Le désastre du dépeçage et de la destruction définitive programmée d’un platane de quatre siècles, font se poser quelques questions. Pourquoi est-ce possible en France ? Parce qu’il n’y a aucun recours juridique  si le sujet n’a pas été classé en E.B.C (Espace Boisé Classé) qui est la seule véritable réglementation protectrice. En effet, hors ce classement, rien ne s’oppose à qui que ce soit : particuliers, pouvoirs publics, de faire abattre, sans discernement, souvent sous des prétextes fallacieux, un ou plusieurs arbres, quels que soient leur âge,  leur histoire, leur situation dans le paysage environnant…On se souvient de cette mode qui sévissait dans les années 70-80. Rendus responsables des accidents de voitures, les arbres : platanes, micocouliers, et autres, sujets souvent magnifiques, datant du Second Empire, étaient allègrement abattus le long de nos nationales, désintégrant ces dernières d’un paysage, qu’elles contribuaient à magnifier. Les massacres accomplis, on s’aperçut, mais un peu tard, que cela n’avait rien changé à la courbe ascendante des morts pour excès de vitesse !

Combien de ces arbres ont-ils été condamnés pour créer des parkings et souscrire au culte de la sacro sainte bagnole ?  Combien de vénérables et en parfaite santé malgré leur âge, ont fini dans les scieries pour dégager un terrain à bâtir un lotissement, créer une zone d’activités ? Ce pays qui n’est pas à une contradiction près est aussi celui qui a établi une liste de plusieurs centaines d’espèces végétales à protéger sur le territoire : telle la jacinthe d’orient, le trèfle raide, le trèfle faux pied-d’oiseau, ou encore la scille des bois  etc…ce qui a été l’occasion, parfois, de vigoureux échanges entre écologistes et aménageurs, contraignant ces derniers à surseoir, voire à interrompre tel ou tel projet majeur qui allait bousculer le milieu environnant de la plante.
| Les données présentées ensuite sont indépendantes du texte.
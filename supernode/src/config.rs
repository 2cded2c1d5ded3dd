use clap::Parser;
use rta_common::{
    config::{COIN_VALUE, DEFAULT_NETWORK_TIMEOUT_SECONDS, DEFAULT_RTA_TX_TTL_SECONDS, VERSION},
    crypto::SecretKey,
};

// bind addresses
pub const DEFAULT_RPC_BIND_ADDRESS: &str = "127.0.0.1:28690";
// local cryptonode handling multicast/broadcast and ledger submission
pub const DEFAULT_CRYPTONODE_ADDRESS: &str = "http://127.0.0.1:28681";

// inbound routes
pub const AUTHORIZE_RTA_TX_REQUEST_PATH: &str = "/cryptonode/authorize_rta_tx_request";
pub const AUTHORIZE_RTA_TX_RESPONSE_PATH: &str = "/cryptonode/authorize_rta_tx_response";
// callback carried by terminal status broadcasts
pub const UPDATE_PAYMENT_STATUS_PATH: &str = "/core/update_payment_status";

// outbound paths on the cryptonode
pub const CRYPTONODE_RTA_PATH: &str = "/json_rpc/rta";
pub const SEND_RAW_TX_PATH: &str = "/sendrawtransaction";

// test-mode quorum defaults; production sizing derives from the sample size
// and BFT tolerance and is supplied by the deployment
pub const DEFAULT_VOTES_TO_REJECT: usize = 1;
pub const DEFAULT_VOTES_TO_APPROVE_LOW: usize = 2;
pub const DEFAULT_VOTES_TO_APPROVE_HIGH: usize = 4;
pub const DEFAULT_APPROVE_HIGH_THRESHOLD: u64 = 100 * COIN_VALUE;

#[derive(Parser, Debug, Clone)]
#[clap(version = VERSION, about = "Real-time authorization supernode")]
pub struct Config {
    /// RPC server bind address
    #[clap(long, default_value_t = String::from(DEFAULT_RPC_BIND_ADDRESS))]
    pub rpc_bind_address: String,
    /// Base URL of the local cryptonode (communication layer and ledger)
    #[clap(long, default_value_t = String::from(DEFAULT_CRYPTONODE_ADDRESS))]
    pub cryptonode_address: String,
    /// Identity secret key as hex; a fresh key is generated when omitted
    #[clap(long)]
    pub identity_key: Option<SecretKey>,
    /// Number of worker threads for the RPC server
    #[clap(long)]
    pub rpc_threads: Option<usize>,
    /// TTL in seconds for per-payment context entries
    #[clap(long, default_value_t = DEFAULT_RTA_TX_TTL_SECONDS)]
    pub rta_tx_ttl_seconds: u64,
    /// Rejected votes ending the authorization phase
    #[clap(long, default_value_t = DEFAULT_VOTES_TO_REJECT)]
    pub votes_to_reject: usize,
    /// Approved votes required below the high-value threshold
    #[clap(long, default_value_t = DEFAULT_VOTES_TO_APPROVE_LOW)]
    pub votes_to_approve_low: usize,
    /// Approved votes required above the high-value threshold
    #[clap(long, default_value_t = DEFAULT_VOTES_TO_APPROVE_HIGH)]
    pub votes_to_approve_high: usize,
    /// Payment amount in atomic units above which the high approval
    /// threshold applies
    #[clap(long, default_value_t = DEFAULT_APPROVE_HIGH_THRESHOLD)]
    pub approve_high_threshold_atomic_units: u64,
    /// Timeout in seconds for outbound multicast/broadcast/ledger calls
    #[clap(long, default_value_t = DEFAULT_NETWORK_TIMEOUT_SECONDS)]
    pub network_timeout_seconds: u64,
}

/// Quorum sizing for one deployment. The approval threshold is tiered by
/// payment value so larger payments require a larger committee.
#[derive(Debug, Clone, Copy)]
pub struct QuorumRules {
    pub votes_to_reject: usize,
    pub votes_to_approve_low: usize,
    pub votes_to_approve_high: usize,
    pub high_threshold: u64,
}

impl QuorumRules {
    pub fn votes_to_approve(&self, amount: u64) -> usize {
        if amount <= self.high_threshold {
            self.votes_to_approve_low
        } else {
            self.votes_to_approve_high
        }
    }
}

impl From<&Config> for QuorumRules {
    fn from(config: &Config) -> Self {
        QuorumRules {
            votes_to_reject: config.votes_to_reject,
            votes_to_approve_low: config.votes_to_approve_low,
            votes_to_approve_high: config.votes_to_approve_high,
            high_threshold: config.approve_high_threshold_atomic_units,
        }
    }
}

impl Default for QuorumRules {
    fn default() -> Self {
        QuorumRules {
            votes_to_reject: DEFAULT_VOTES_TO_REJECT,
            votes_to_approve_low: DEFAULT_VOTES_TO_APPROVE_LOW,
            votes_to_approve_high: DEFAULT_VOTES_TO_APPROVE_HIGH,
            high_threshold: DEFAULT_APPROVE_HIGH_THRESHOLD,
        }
    }
}

#[cfg(test)]
mod tests {
    use super::*;

    #[test]
    fn test_approval_threshold_is_tiered() {
        let rules = QuorumRules::default();
        assert_eq!(rules.votes_to_approve(50 * COIN_VALUE), 2);
        // inclusive boundary
        assert_eq!(rules.votes_to_approve(100 * COIN_VALUE), 2);
        assert_eq!(rules.votes_to_approve(100 * COIN_VALUE + 1), 4);
        assert_eq!(rules.votes_to_approve(500 * COIN_VALUE), 4);
    }
}
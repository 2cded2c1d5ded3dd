//! Process-wide payment state, keyed by transaction or payment id.
//!
//! Every entry carries a TTL (refreshed on write, never on read); an expired
//! entry is indistinguishable from one that never existed, which is how the
//! whole protocol times out. Each facet lives in its own map so access is
//! typed and writers are linearizable per key; no ordering is guaranteed
//! across different keys.

use std::time::{Duration, Instant};

use dashmap::{mapref::entry::Entry, DashMap};
use log::{debug, warn};
use rta_common::{
    api::SupernodeSignature,
    crypto::Hash,
    payment::{PaymentId, RtaStatus, VoteResult},
    transaction::Transaction,
};

use crate::tally::{TallyError, VoteTally};

struct Slot<V> {
    value: V,
    expires_at: Instant,
}

impl<V> Slot<V> {
    fn new(value: V, ttl: Duration) -> Self {
        Slot {
            value,
            expires_at: Instant::now() + ttl,
        }
    }

    fn is_expired(&self) -> bool {
        self.expires_at <= Instant::now()
    }
}

/// Outcome of an atomic vote admission: the exact tally counts right after
/// this vote landed, so the caller observes quorum crossings exactly once.
#[derive(Debug, Clone, Copy, PartialEq, Eq)]
pub struct TallyCounts {
    pub approved: usize,
    pub rejected: usize,
    /// True when this vote created (or re-created after expiry) the tally.
    pub created: bool,
}

pub struct PaymentContext {
    ttl: Duration,
    txs: DashMap<Hash, Slot<Transaction>>,
    payment_ids: DashMap<Hash, Slot<PaymentId>>,
    amounts: DashMap<Hash, Slot<u64>>,
    tallies: DashMap<Hash, Slot<VoteTally>>,
    statuses: DashMap<PaymentId, Slot<RtaStatus>>,
}

fn get_live<K, V>(map: &DashMap<K, Slot<V>>, key: &K) -> Option<V>
where
    K: Eq + std::hash::Hash + Clone,
    V: Clone,
{
    {
        let slot = map.get(key)?;
        if !slot.is_expired() {
            return Some(slot.value.clone());
        }
    }
    // the read guard is dropped; reap the expired slot unless it was
    // refreshed in between
    map.remove_if(key, |_, slot| slot.is_expired());
    None
}

impl PaymentContext {
    pub fn new(ttl: Duration) -> Self {
        PaymentContext {
            ttl,
            txs: DashMap::new(),
            payment_ids: DashMap::new(),
            amounts: DashMap::new(),
            tallies: DashMap::new(),
            statuses: DashMap::new(),
        }
    }

    pub fn ttl(&self) -> Duration {
        self.ttl
    }

    pub fn store_tx(&self, tx_id: Hash, tx: Transaction) {
        self.txs.insert(tx_id, Slot::new(tx, self.ttl));
    }

    pub fn tx_for(&self, tx_id: &Hash) -> Option<Transaction> {
        get_live(&self.txs, tx_id)
    }

    pub fn has_tx(&self, tx_id: &Hash) -> bool {
        self.txs
            .get(tx_id)
            .map(|slot| !slot.is_expired())
            .unwrap_or(false)
    }

    pub fn store_payment_id(&self, tx_id: Hash, payment_id: PaymentId) {
        self.payment_ids
            .insert(tx_id, Slot::new(payment_id, self.ttl));
    }

    pub fn payment_id_for(&self, tx_id: &Hash) -> Option<PaymentId> {
        get_live(&self.payment_ids, tx_id)
    }

    pub fn store_amount(&self, tx_id: Hash, amount: u64) {
        self.amounts.insert(tx_id, Slot::new(amount, self.ttl));
    }

    pub fn amount_for(&self, tx_id: &Hash) -> Option<u64> {
        get_live(&self.amounts, tx_id)
    }

    /// Write a payment status. A live finite status is sticky: the write is
    /// silently dropped and the surviving status is returned.
    pub fn update_status(&self, payment_id: PaymentId, status: RtaStatus) -> RtaStatus {
        match self.statuses.entry(payment_id) {
            Entry::Occupied(mut occupied) => {
                let slot = occupied.get_mut();
                if !slot.is_expired() && slot.value.is_finite() {
                    debug!(
                        "payment: {}, status {} kept, dropping write of {}",
                        payment_id, slot.value, status
                    );
                    return slot.value;
                }
                *slot = Slot::new(status, self.ttl);
                status
            }
            Entry::Vacant(vacant) => {
                vacant.insert(Slot::new(status, self.ttl));
                status
            }
        }
    }

    pub fn status_for(&self, payment_id: &PaymentId) -> Option<RtaStatus> {
        get_live(&self.statuses, payment_id)
    }

    /// Fold a verified vote into the transaction's tally, atomically with
    /// respect to other votes for the same transaction. The admission
    /// decision and the returned counts are made under the entry's exclusive
    /// guard, so concurrent votes serialize and each caller sees the exact
    /// counts its own vote produced. A refused vote does not refresh the TTL.
    pub fn admit_vote(
        &self,
        tx_id: &Hash,
        result: VoteResult,
        signature: SupernodeSignature,
    ) -> Result<TallyCounts, TallyError> {
        let ttl = self.ttl;
        match self.tallies.entry(tx_id.clone()) {
            Entry::Occupied(mut occupied) => {
                let slot = occupied.get_mut();
                let created = slot.is_expired();
                if created {
                    *slot = Slot::new(VoteTally::default(), ttl);
                }
                slot.value.admit(result, signature)?;
                slot.expires_at = Instant::now() + ttl;
                Ok(TallyCounts {
                    approved: slot.value.approved_count(),
                    rejected: slot.value.rejected_count(),
                    created,
                })
            }
            Entry::Vacant(vacant) => {
                let mut tally = VoteTally::default();
                tally.admit(result, signature)?;
                let counts = TallyCounts {
                    approved: tally.approved_count(),
                    rejected: tally.rejected_count(),
                    created: true,
                };
                vacant.insert(Slot::new(tally, ttl));
                Ok(counts)
            }
        }
    }

    pub fn tally_counts(&self, tx_id: &Hash) -> Option<TallyCounts> {
        let slot = self.tallies.get(tx_id)?;
        if slot.is_expired() {
            return None;
        }
        Some(TallyCounts {
            approved: slot.value.approved_count(),
            rejected: slot.value.rejected_count(),
            created: false,
        })
    }

    /// Approving signatures accumulated so far, in admission order.
    pub fn approved_signatures(&self, tx_id: &Hash) -> Option<Vec<SupernodeSignature>> {
        let slot = self.tallies.get(tx_id)?;
        if slot.is_expired() {
            return None;
        }
        Some(slot.value.approved_signatures().cloned().collect())
    }

    /// Drop every entry belonging to a payment. Used when a completed
    /// payment is cleaned up ahead of its TTL.
    pub fn remove_payment(&self, tx_id: &Hash) {
        if let Some(payment_id) = self.payment_id_for(tx_id) {
            self.statuses.remove(&payment_id);
        } else {
            warn!("no payment id for tx: {}, removing tx entries only", tx_id);
        }
        self.txs.remove(tx_id);
        self.payment_ids.remove(tx_id);
        self.amounts.remove(tx_id);
        self.tallies.remove(tx_id);
    }

    /// Reap every expired entry. Reads already treat expired entries as
    /// absent; the sweep only bounds the working set.
    pub fn sweep_expired(&self) -> usize {
        let before = self.len();
        self.txs.retain(|_, slot| !slot.is_expired());
        self.payment_ids.retain(|_, slot| !slot.is_expired());
        self.amounts.retain(|_, slot| !slot.is_expired());
        self.tallies.retain(|_, slot| !slot.is_expired());
        self.statuses.retain(|_, slot| !slot.is_expired());
        before - self.len()
    }

    fn len(&self) -> usize {
        self.txs.len()
            + self.payment_ids.len()
            + self.amounts.len()
            + self.tallies.len()
            + self.statuses.len()
    }
}

#[cfg(test)]
mod tests {
    use super::*;
    use rta_common::{
        crypto::{hash, KeyPair},
        transaction::{TxOutput, TxType},
    };
    use std::thread::sleep;

    const TEST_TTL: Duration = Duration::from_secs(60);

    fn short_lived() -> PaymentContext {
        PaymentContext::new(Duration::from_millis(30))
    }

    fn signature_for(keypair: &KeyPair) -> SupernodeSignature {
        let sig = keypair.sign(b"test");
        SupernodeSignature {
            id_key: keypair.public_key(),
            result_signature: sig,
            tx_signature: sig,
        }
    }

    fn sample_tx() -> Transaction {
        Transaction::new(
            TxType::Rta,
            None,
            vec![TxOutput {
                recipient: KeyPair::generate().public_key(),
                amount: 10,
            }],
        )
    }

    #[test]
    fn test_store_and_read_back() {
        let context = PaymentContext::new(TEST_TTL);
        let tx = sample_tx();
        let tx_id = tx.id();
        context.store_tx(tx_id.clone(), tx.clone());
        context.store_amount(tx_id.clone(), 500);
        context.store_payment_id(tx_id.clone(), PaymentId::new([1; 16]));

        assert!(context.has_tx(&tx_id));
        assert_eq!(context.tx_for(&tx_id), Some(tx));
        assert_eq!(context.amount_for(&tx_id), Some(500));
        assert_eq!(
            context.payment_id_for(&tx_id),
            Some(PaymentId::new([1; 16]))
        );
        assert_eq!(context.amount_for(&hash(b"other")), None);
    }

    #[test]
    fn test_entries_expire() {
        let context = short_lived();
        let tx_id = hash(b"tx");
        context.store_amount(tx_id.clone(), 1);
        assert_eq!(context.amount_for(&tx_id), Some(1));
        sleep(Duration::from_millis(50));
        assert_eq!(context.amount_for(&tx_id), None);
    }

    #[test]
    fn test_write_refreshes_ttl() {
        let context = short_lived();
        let tx_id = hash(b"tx");
        context.store_amount(tx_id.clone(), 1);
        sleep(Duration::from_millis(20));
        context.store_amount(tx_id.clone(), 2);
        sleep(Duration::from_millis(20));
        // 40ms after the first write, 20ms after the refresh
        assert_eq!(context.amount_for(&tx_id), Some(2));
    }

    #[test]
    fn test_finite_status_is_sticky() {
        let context = PaymentContext::new(TEST_TTL);
        let payment_id = PaymentId::new([2; 16]);
        assert_eq!(
            context.update_status(payment_id, RtaStatus::InProgress),
            RtaStatus::InProgress
        );
        assert_eq!(
            context.update_status(payment_id, RtaStatus::FailRejectedByPos),
            RtaStatus::FailRejectedByPos
        );
        // no demotion to a different terminal status nor back to in-progress
        assert_eq!(
            context.update_status(payment_id, RtaStatus::Success),
            RtaStatus::FailRejectedByPos
        );
        assert_eq!(
            context.update_status(payment_id, RtaStatus::InProgress),
            RtaStatus::FailRejectedByPos
        );
        assert_eq!(
            context.status_for(&payment_id),
            Some(RtaStatus::FailRejectedByPos)
        );
    }

    #[test]
    fn test_expired_status_can_be_rewritten() {
        let context = short_lived();
        let payment_id = PaymentId::new([3; 16]);
        context.update_status(payment_id, RtaStatus::Success);
        sleep(Duration::from_millis(50));
        assert_eq!(context.status_for(&payment_id), None);
        assert_eq!(
            context.update_status(payment_id, RtaStatus::FailTimedOut),
            RtaStatus::FailTimedOut
        );
    }

    #[test]
    fn test_admit_vote_counts_and_duplicates() {
        let context = PaymentContext::new(TEST_TTL);
        let tx_id = hash(b"tx");
        let keypair = KeyPair::generate();

        let counts = context
            .admit_vote(&tx_id, VoteResult::Approved, signature_for(&keypair))
            .unwrap();
        assert_eq!(
            counts,
            TallyCounts {
                approved: 1,
                rejected: 0,
                created: true
            }
        );

        let err = context
            .admit_vote(&tx_id, VoteResult::Rejected, signature_for(&keypair))
            .unwrap_err();
        assert!(matches!(err, TallyError::DuplicateSigner(_)));

        let counts = context
            .admit_vote(
                &tx_id,
                VoteResult::Rejected,
                signature_for(&KeyPair::generate()),
            )
            .unwrap();
        assert_eq!(
            counts,
            TallyCounts {
                approved: 1,
                rejected: 1,
                created: false
            }
        );
    }

    #[test]
    fn test_concurrent_votes_count_exactly() {
        let context = std::sync::Arc::new(PaymentContext::new(TEST_TTL));
        let tx_id = hash(b"tx");
        let mut handles = Vec::new();
        for _ in 0..8 {
            let context = context.clone();
            let tx_id = tx_id.clone();
            handles.push(std::thread::spawn(move || {
                context
                    .admit_vote(
                        &tx_id,
                        VoteResult::Approved,
                        signature_for(&KeyPair::generate()),
                    )
                    .unwrap()
            }));
        }
        let mut seen: Vec<usize> = handles
            .into_iter()
            .map(|handle| handle.join().unwrap().approved)
            .collect();
        seen.sort_unstable();
        // every admission observed a distinct, exact count
        assert_eq!(seen, (1..=8).collect::<Vec<_>>());
    }

    #[test]
    fn test_remove_payment_clears_all_facets() {
        let context = PaymentContext::new(TEST_TTL);
        let tx = sample_tx();
        let tx_id = tx.id();
        let payment_id = PaymentId::new([4; 16]);
        context.store_tx(tx_id.clone(), tx);
        context.store_payment_id(tx_id.clone(), payment_id);
        context.store_amount(tx_id.clone(), 9);
        context.update_status(payment_id, RtaStatus::Success);

        context.remove_payment(&tx_id);
        assert!(!context.has_tx(&tx_id));
        assert_eq!(context.payment_id_for(&tx_id), None);
        assert_eq!(context.amount_for(&tx_id), None);
        assert_eq!(context.status_for(&payment_id), None);
    }

    #[test]
    fn test_sweep_reaps_expired_entries() {
        let context = short_lived();
        context.store_amount(hash(b"a"), 1);
        context.store_amount(hash(b"b"), 2);
        sleep(Duration::from_millis(50));
        assert_eq!(context.sweep_expired(), 2);
        assert_eq!(context.sweep_expired(), 0);
    }
}
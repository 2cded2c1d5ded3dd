//! Local node identity and the RTA signing scheme.
//!
//! A vote carries two signatures: one over the ASCII string
//! `"<tx_id_hex>:<result_int>"` binding the verdict to the transaction, and
//! one over the raw 32-byte tx id, which is the form later attached to the
//! ledger submission. Both must verify under the signer's identity key.

use rta_common::{
    api::{AuthorizeRtaResponse, SupernodeSignature, UpdatePaymentStatusBroadcast},
    crypto::{Hash, KeyPair, PublicKey, Signature},
    payment::{PaymentId, RtaStatus, VoteResult},
};

pub struct Supernode {
    keypair: KeyPair,
}

impl Supernode {
    pub fn new(keypair: KeyPair) -> Self {
        Supernode { keypair }
    }

    pub fn id_key(&self) -> PublicKey {
        self.keypair.public_key()
    }

    pub fn id_key_hex(&self) -> String {
        self.keypair.public_key().to_hex()
    }

    pub fn sign_message(&self, message: &str) -> Signature {
        self.keypair.sign(message.as_bytes())
    }

    pub fn sign_hash(&self, hash: &Hash) -> Signature {
        self.keypair.sign(hash.as_bytes())
    }

    /// Produce this node's signature triple for a vote.
    pub fn sign_vote(&self, tx_id: &Hash, result: VoteResult) -> SupernodeSignature {
        let message = AuthorizeRtaResponse::result_message(tx_id, result);
        SupernodeSignature {
            id_key: self.id_key(),
            result_signature: self.sign_message(&message),
            tx_signature: self.sign_hash(tx_id),
        }
    }

    /// Sign a terminal status announcement for a payment.
    pub fn sign_status(&self, payment_id: &PaymentId, status: RtaStatus) -> Signature {
        let message = UpdatePaymentStatusBroadcast::status_message(payment_id, status);
        self.sign_message(&message)
    }
}

/// Check both signatures of a peer vote under its claimed identity key.
pub fn verify_vote(vote: &AuthorizeRtaResponse) -> bool {
    let message = AuthorizeRtaResponse::result_message(&vote.tx_id, vote.result);
    let signer = &vote.signature.id_key;
    signer
        .verify(message.as_bytes(), &vote.signature.result_signature)
        .is_ok()
        && signer
            .verify(vote.tx_id.as_bytes(), &vote.signature.tx_signature)
            .is_ok()
}

/// Check a status broadcast signature under the broadcasting node's key.
pub fn verify_status(broadcast: &UpdatePaymentStatusBroadcast, signer: &PublicKey) -> bool {
    let message =
        UpdatePaymentStatusBroadcast::status_message(&broadcast.payment_id, broadcast.status);
    signer
        .verify(message.as_bytes(), &broadcast.signature)
        .is_ok()
}

#[cfg(test)]
mod tests {
    use super::*;
    use rta_common::crypto::hash;

    #[test]
    fn test_vote_signatures_verify() {
        let node = Supernode::new(KeyPair::generate());
        let tx_id = hash(b"tx");
        let vote = AuthorizeRtaResponse {
            tx_id: tx_id.clone(),
            result: VoteResult::Approved,
            signature: node.sign_vote(&tx_id, VoteResult::Approved),
        };
        assert!(verify_vote(&vote));
    }

    #[test]
    fn test_vote_bound_to_result() {
        let node = Supernode::new(KeyPair::generate());
        let tx_id = hash(b"tx");
        let mut vote = AuthorizeRtaResponse {
            tx_id: tx_id.clone(),
            result: VoteResult::Approved,
            signature: node.sign_vote(&tx_id, VoteResult::Approved),
        };
        // flipping the verdict invalidates the result signature
        vote.result = VoteResult::Rejected;
        assert!(!verify_vote(&vote));
    }

    #[test]
    fn test_vote_rejects_wrong_signer_key() {
        let signer = Supernode::new(KeyPair::generate());
        let impostor = Supernode::new(KeyPair::generate());
        let tx_id = hash(b"tx");
        let mut vote = AuthorizeRtaResponse {
            tx_id: tx_id.clone(),
            result: VoteResult::Approved,
            signature: signer.sign_vote(&tx_id, VoteResult::Approved),
        };
        // claim the signature came from another identity
        vote.signature.id_key = impostor.id_key();
        assert!(!verify_vote(&vote));
    }

    #[test]
    fn test_status_signature_verifies() {
        let node = Supernode::new(KeyPair::generate());
        let payment_id = PaymentId::random();
        let broadcast = UpdatePaymentStatusBroadcast {
            payment_id,
            status: RtaStatus::Success,
            signature: node.sign_status(&payment_id, RtaStatus::Success),
        };
        assert!(verify_status(&broadcast, &node.id_key()));
        assert!(!verify_status(
            &broadcast,
            &KeyPair::generate().public_key()
        ));
    }
}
Aucune protection de ce type pour protéger la vie des arbres, qui , rappelons le, sont pourtant dénommés « Sujet » donc reconnus comme « vivants » mais traités en France comme des objets jetables à merci, ce qui n’est pas le cas dans d’autres pays européens où les arbres bénéficient de facto d’une certaine protection.

Qu’est ce qu’un arbre ? En dehors de ce que l’on voit : le tronc, le feuillage, fréquemment d’ailleurs sans pouvoir le désigner par son nom, à l’exception de quelques uns familiers parce que symboliques : le sapin de Noêl, le marronnier de la cour d’école, le platane, en bordure de route…Que savons – nous de sa vie cachée, enterrée, quelquefois plus développée que sa partie visible ? Quel rôle joue le système racinaire en dehors de sa fonction mécanique, celle d’ancrer l’arbre dans le sol pendant sa croissance ?

Il lui apporte la vie, tout simplement en l’alimentant en oligoéléments, en eau. L’arbre est irrigué en permanence par un flux qui évapore des tonnes d’eau en provenance du sol. Cette eau indispensable entre dans la composition des cellules racinaires, d’autant plus, pendant la phase de croissance. Ces racines qui produisent aussi des molécules actives qu’elles transforment en régulateurs nécessaires également à la croissance de l’arbre. « …l’arbre est une créature très inventive sur le plan biochimique. Comment ne pas l’être quand on vit immobile, sans pouvoir s’échapper ?[2] »

Immobile, l’arbre sait se contenter de peu pour son alimentation. Il prend ce qu’il trouve sur place. Mais cette immobilité même l’a contraint à inventer des stratégies de défense biochimique contre les prédateurs. Tels, l’IF Commun, qui se défend contre les souris, les punaises des bois et autres prédateurs en produisant des molécules dissuasives. “...Dans les années 90, le botaniste Sud-Africain Van Hoven a remarqué que les gazelles se régalaient des feuilles d’acacias quelques secondes seulement, car très vite les feuilles devenaient immangeables. L’arbre pouvait en quelques instants modifier la composition chimique de ses feuilles. Plus étonnant encore, la gazelle toujours affamée, va remonter le vent pour rechercher d’autres acacias, car sous le vent tous les acacias sont devenus immangeables. D’acacia en acacia l’information s’est transmise  par l’intermédiaire d’une molécule volatile, celle de l’éthylène, véhiculée par le vent !Les arbres les plus anciens datent du Dévonien soit 380 millions d’années ! Ils ont eu le temps de développer tout un arsenal de molécules actives que l’homme a su exploiter pour en faire des médicaments innombrables et efficaces comme le Taxotère et le Taxis, issus de l’IF (Taxus) utilisés dans le traitement des cancéreux…”

Immobile, l’arbre se nourrit du carbone atmosphérique, de la lumière solaire, de sels minéraux et d’eau souterraine. Tous ces éléments disponibles sont illimités mais à faible flux, c’est pourquoi il a besoin de capteurs de grandes dimensions.Les scientifiques se sont interrogés sur la surface réelle d’un arbre de 50 mètres environ,  en évaluant le nombre de feuilles, en mesurant les surfaces foliaires recto,verso, en les additionnant avec les surfaces développées des rameaux, des branches, du tronc , en ajoutant la surface des racines, ils sont parvenus à ce chiffre étonnant  d’une surface totale de 200 hectares, soit à peu près la surface de Monaco !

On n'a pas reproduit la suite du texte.